Whenever I was in the mood for a movie, I’d ask her for her opinion and recommendation. Besides, Igor owned a video shop so she really was quite the expert.She loved to play sports. She played handball, and we took boxing lessons together. She told me how she would get on a treadmill in Šibenik and run until she was exhausted.
She used to crack me up… When she was hooked on to infusions, transfusions and other strange things she would send me messages saying she would get in touch when she was “unplugged”.
She loved good food… especially octopus ispod peke, baked slowly under an iron bell.
There was never an ill thought in her mind and she never complained. When she became ill, we all started to see the world through her beautiful eyes.
If any good has come out of all that’s happened, it’s the fact that now we all know how fragile life is, what is really important in life, and what isn’t, how important are our families and love – and that it is not worth getting upset about things at work, for problems of that kind exist one day and are gone the next.

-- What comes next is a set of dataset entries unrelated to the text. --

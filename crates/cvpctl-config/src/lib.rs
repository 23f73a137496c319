//! Shared configuration for cvpctl.
//!
//! TOML profiles, password resolution (env, then keyring, then plaintext)
//! and per-profile TLS mode. The CLI layers its `GlobalOpts` flag
//! overrides on top of this.

use std::collections::HashMap;
use std::path::{Path, PathBuf};

use directories::ProjectDirs;
use figment::{
    Figment,
    providers::{Env, Format, Serialized, Toml},
};
use secrecy::SecretString;
use serde::{Deserialize, Serialize};
use thiserror::Error;

use cvpctl_core::TlsVerification;

/// Keyring service name; entries are keyed `<profile>/password`.
pub const KEYRING_SERVICE: &str = "cvpctl";

/// Environment variable consulted when a profile names no `password_env`.
pub const PASSWORD_ENV: &str = "CVP_PASSWORD";

/// Environment variable consulted when a profile has no `username`.
pub const USERNAME_ENV: &str = "CVP_USERNAME";

// ── Error ───────────────────────────────────────────────────────────

#[derive(Debug, Error)]
pub enum ConfigError {
    #[error("invalid {field}: {reason}")]
    Validation { field: String, reason: String },

    #[error("no credentials configured for profile '{profile}'")]
    NoCredentials { profile: String },

    #[error("failed to serialize config: {0}")]
    Serialization(#[from] toml::ser::Error),

    #[error("config loading failed: {0}")]
    Figment(Box<figment::Error>),

    #[error("keyring error: {0}")]
    Keyring(#[from] keyring::Error),

    #[error("IO error: {0}")]
    Io(#[from] std::io::Error),
}

impl From<figment::Error> for ConfigError {
    fn from(err: figment::Error) -> Self {
        Self::Figment(Box::new(err))
    }
}

// ── TOML config structs ─────────────────────────────────────────────

/// Top-level TOML configuration.
#[derive(Debug, Deserialize, Serialize)]
pub struct Config {
    /// Default profile name.
    pub default_profile: Option<String>,

    /// Global defaults.
    #[serde(default)]
    pub defaults: Defaults,

    /// Named CVP profiles.
    #[serde(default)]
    pub profiles: HashMap<String, Profile>,
}

impl Default for Config {
    fn default() -> Self {
        Self {
            default_profile: Some("default".into()),
            defaults: Defaults::default(),
            profiles: HashMap::new(),
        }
    }
}

#[derive(Debug, Deserialize, Serialize)]
pub struct Defaults {
    #[serde(default = "default_output")]
    pub output: String,

    #[serde(default = "default_color")]
    pub color: String,

    #[serde(default)]
    pub insecure: bool,

    #[serde(default = "default_timeout")]
    pub timeout: u64,
}

impl Default for Defaults {
    fn default() -> Self {
        Self {
            output: default_output(),
            color: default_color(),
            insecure: false,
            timeout: default_timeout(),
        }
    }
}

fn default_output() -> String {
    "table".into()
}
fn default_color() -> String {
    "auto".into()
}
fn default_timeout() -> u64 {
    30
}

/// A named CVP profile.
#[derive(Debug, Default, Deserialize, Serialize)]
pub struct Profile {
    /// CVP base URL (e.g., "https://cvp.example.com").
    pub controller: String,

    /// Login user.
    pub username: Option<String>,

    /// Password (plaintext, prefer keyring or env var).
    pub password: Option<String>,

    /// Environment variable name containing the password.
    pub password_env: Option<String>,

    /// Path to custom CA certificate.
    pub ca_cert: Option<PathBuf>,

    /// Override insecure TLS setting.
    pub insecure: Option<bool>,

    /// Override timeout.
    pub timeout: Option<u64>,
}

// ── Config file path ────────────────────────────────────────────────

/// Resolve the config file path via XDG / platform conventions.
pub fn config_path() -> PathBuf {
    ProjectDirs::from("com", "cvpctl", "cvpctl").map_or_else(
        || {
            let mut p = dirs_fallback();
            p.push("config.toml");
            p
        },
        |dirs| dirs.config_dir().join("config.toml"),
    )
}

fn dirs_fallback() -> PathBuf {
    let mut p = PathBuf::from(std::env::var("HOME").unwrap_or_else(|_| ".".into()));
    p.push(".config");
    p.push("cvpctl");
    p
}

// ── Config loading ──────────────────────────────────────────────────

/// Load the full Config from the canonical file + environment.
pub fn load_config() -> Result<Config, ConfigError> {
    load_config_from(&config_path())
}

/// Load the full Config from `path` + environment.
pub fn load_config_from(path: &Path) -> Result<Config, ConfigError> {
    let figment = Figment::new()
        .merge(Serialized::defaults(Config::default()))
        .merge(Toml::file(path))
        .merge(Env::prefixed("CVP_").split("_"));

    let config: Config = figment.extract()?;
    Ok(config)
}

/// Load config, returning a default if the file doesn't exist.
pub fn load_config_or_default() -> Config {
    load_config().unwrap_or_default()
}

// ── Config saving ───────────────────────────────────────────────────

/// Serialize config to TOML and write it to `path`.
pub fn save_config_to(cfg: &Config, path: &Path) -> Result<(), ConfigError> {
    if let Some(parent) = path.parent() {
        std::fs::create_dir_all(parent)?;
    }
    let toml_str = toml::to_string_pretty(cfg)?;
    std::fs::write(path, toml_str)?;
    Ok(())
}

/// Add or replace a profile in the config at `path` and write it back.
///
/// The first profile written becomes the default. An existing file that
/// fails to load is left untouched and its error returned.
pub fn add_profile_to(path: &Path, name: &str, profile: Profile) -> Result<Config, ConfigError> {
    if url::Url::parse(&profile.controller).is_err() {
        return Err(ConfigError::Validation {
            field: "controller".into(),
            reason: format!("invalid URL: {}", profile.controller),
        });
    }
    let mut cfg = load_config_from(path)?;
    if cfg.profiles.is_empty() {
        cfg.default_profile = Some(name.into());
    }
    cfg.profiles.insert(name.into(), profile);
    save_config_to(&cfg, path)?;
    Ok(cfg)
}

// ── Credential resolution (without CLI flags) ───────────────────────

/// Store a profile's password in the system keyring.
pub fn store_password(profile_name: &str, password: &str) -> Result<(), ConfigError> {
    let entry = keyring::Entry::new(KEYRING_SERVICE, &format!("{profile_name}/password"))?;
    entry.set_password(password)?;
    Ok(())
}

/// Resolve the login user: profile, then `CVP_USERNAME`.
pub fn resolve_username(profile: &Profile, profile_name: &str) -> Result<String, ConfigError> {
    profile
        .username
        .clone()
        .or_else(|| std::env::var(USERNAME_ENV).ok())
        .ok_or_else(|| ConfigError::NoCredentials {
            profile: profile_name.into(),
        })
}

/// Resolve a password from the credential chain (no CLI flag step).
pub fn resolve_password(profile: &Profile, profile_name: &str) -> Result<SecretString, ConfigError> {
    resolve_password_with(
        profile,
        profile_name,
        |name| std::env::var(name).ok(),
        |account| {
            keyring::Entry::new(KEYRING_SERVICE, account)
                .and_then(|entry| entry.get_password())
                .ok()
        },
    )
}

fn resolve_password_with(
    profile: &Profile,
    profile_name: &str,
    env: impl Fn(&str) -> Option<String>,
    keyring: impl Fn(&str) -> Option<String>,
) -> Result<SecretString, ConfigError> {
    // 1. Env var (profile's password_env, else CVP_PASSWORD)
    let env_name = profile.password_env.as_deref().unwrap_or(PASSWORD_ENV);
    if let Some(pw) = env(env_name) {
        return Ok(SecretString::from(pw));
    }

    // 2. System keyring
    if let Some(pw) = keyring(&format!("{profile_name}/password")) {
        return Ok(SecretString::from(pw));
    }

    // 3. Plaintext in config
    if let Some(ref pw) = profile.password {
        return Ok(SecretString::from(pw.clone()));
    }

    Err(ConfigError::NoCredentials {
        profile: profile_name.into(),
    })
}

/// TLS mode for a profile. CVP ships a self-signed certificate, so an
/// unset `insecure` with no CA accepts it.
pub fn profile_tls(profile: &Profile) -> TlsVerification {
    match (profile.insecure, &profile.ca_cert) {
        (Some(true), _) | (None, None) => TlsVerification::DangerAcceptInvalid,
        (_, Some(ca_path)) => TlsVerification::CustomCa(ca_path.clone()),
        (Some(false), None) => TlsVerification::SystemDefaults,
    }
}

She loved to travel, and she lived for that. We were planning to go to Cuba together this spring. When she was diagnosed with leukaemia again I told her she had to hurry up and get well soon because spring was right around the corner and we had a trip to take. She told me that she was always thinking about Cuba and that that kept her going.
She wasn’t much of a talker.
During her recovery period she had trouble going up and down steps. Whenever we went for a walk around New Zagreb, we would take the longest route possible just to avoid using underpasses.
When my father died, there she was, at my doorstep, ringing my doorbell. And I lived on the fourth floor, with no elevator in the building.